--- Entries supplied ---
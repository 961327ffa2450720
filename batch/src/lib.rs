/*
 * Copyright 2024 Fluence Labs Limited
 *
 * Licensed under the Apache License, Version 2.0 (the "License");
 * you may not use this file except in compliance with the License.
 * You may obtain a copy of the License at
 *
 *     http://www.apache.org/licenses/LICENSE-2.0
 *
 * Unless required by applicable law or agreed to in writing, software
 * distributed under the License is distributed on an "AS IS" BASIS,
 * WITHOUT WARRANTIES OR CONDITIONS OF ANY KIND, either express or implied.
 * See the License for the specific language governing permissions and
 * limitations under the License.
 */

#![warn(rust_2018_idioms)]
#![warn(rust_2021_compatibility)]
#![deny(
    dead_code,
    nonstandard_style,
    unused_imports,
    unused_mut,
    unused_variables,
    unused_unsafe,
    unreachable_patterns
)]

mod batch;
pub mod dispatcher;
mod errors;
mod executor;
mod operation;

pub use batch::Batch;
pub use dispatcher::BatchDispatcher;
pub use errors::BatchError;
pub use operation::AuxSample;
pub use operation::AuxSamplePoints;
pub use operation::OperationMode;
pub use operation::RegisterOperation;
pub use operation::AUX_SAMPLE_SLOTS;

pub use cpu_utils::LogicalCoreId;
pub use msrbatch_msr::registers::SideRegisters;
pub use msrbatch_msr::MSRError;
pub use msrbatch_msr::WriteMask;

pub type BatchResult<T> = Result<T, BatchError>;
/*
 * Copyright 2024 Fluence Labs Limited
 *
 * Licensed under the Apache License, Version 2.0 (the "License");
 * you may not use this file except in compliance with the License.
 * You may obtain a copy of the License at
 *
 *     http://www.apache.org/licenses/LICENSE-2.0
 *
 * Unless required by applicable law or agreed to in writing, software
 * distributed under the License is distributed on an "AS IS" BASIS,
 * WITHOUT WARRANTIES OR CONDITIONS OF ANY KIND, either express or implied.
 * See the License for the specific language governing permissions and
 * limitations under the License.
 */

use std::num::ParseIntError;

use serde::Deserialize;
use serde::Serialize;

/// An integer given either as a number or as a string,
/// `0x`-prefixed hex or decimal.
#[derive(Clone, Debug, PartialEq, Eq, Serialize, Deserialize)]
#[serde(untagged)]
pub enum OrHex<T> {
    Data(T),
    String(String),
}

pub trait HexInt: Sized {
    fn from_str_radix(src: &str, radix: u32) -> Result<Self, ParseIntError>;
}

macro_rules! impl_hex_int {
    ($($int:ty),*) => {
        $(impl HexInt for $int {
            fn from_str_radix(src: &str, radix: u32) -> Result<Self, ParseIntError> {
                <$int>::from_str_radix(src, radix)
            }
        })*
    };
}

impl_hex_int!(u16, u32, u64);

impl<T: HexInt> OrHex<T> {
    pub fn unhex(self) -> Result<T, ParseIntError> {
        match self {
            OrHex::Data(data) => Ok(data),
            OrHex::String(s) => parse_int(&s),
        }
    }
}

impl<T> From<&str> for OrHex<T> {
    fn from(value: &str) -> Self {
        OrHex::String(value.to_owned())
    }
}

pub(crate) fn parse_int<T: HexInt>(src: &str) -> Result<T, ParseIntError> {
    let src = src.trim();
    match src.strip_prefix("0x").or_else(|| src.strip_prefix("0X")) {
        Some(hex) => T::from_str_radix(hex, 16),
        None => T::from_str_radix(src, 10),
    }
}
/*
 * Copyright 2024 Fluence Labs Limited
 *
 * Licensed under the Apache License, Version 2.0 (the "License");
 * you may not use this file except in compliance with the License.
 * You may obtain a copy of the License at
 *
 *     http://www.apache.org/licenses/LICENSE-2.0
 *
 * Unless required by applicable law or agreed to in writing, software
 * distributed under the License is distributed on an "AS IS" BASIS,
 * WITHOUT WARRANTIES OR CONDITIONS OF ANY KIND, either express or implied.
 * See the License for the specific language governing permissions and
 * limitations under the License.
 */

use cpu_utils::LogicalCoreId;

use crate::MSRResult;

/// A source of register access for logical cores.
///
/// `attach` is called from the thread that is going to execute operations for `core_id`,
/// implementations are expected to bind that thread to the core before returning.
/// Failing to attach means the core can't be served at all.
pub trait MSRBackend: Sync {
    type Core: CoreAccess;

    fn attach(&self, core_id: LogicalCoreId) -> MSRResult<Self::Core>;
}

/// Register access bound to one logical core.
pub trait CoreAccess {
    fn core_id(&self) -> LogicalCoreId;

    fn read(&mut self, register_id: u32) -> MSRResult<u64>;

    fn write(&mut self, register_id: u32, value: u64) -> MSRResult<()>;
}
---
Find how many lines of the listing include the word "ParseIntError" and answer with that count by itself.

5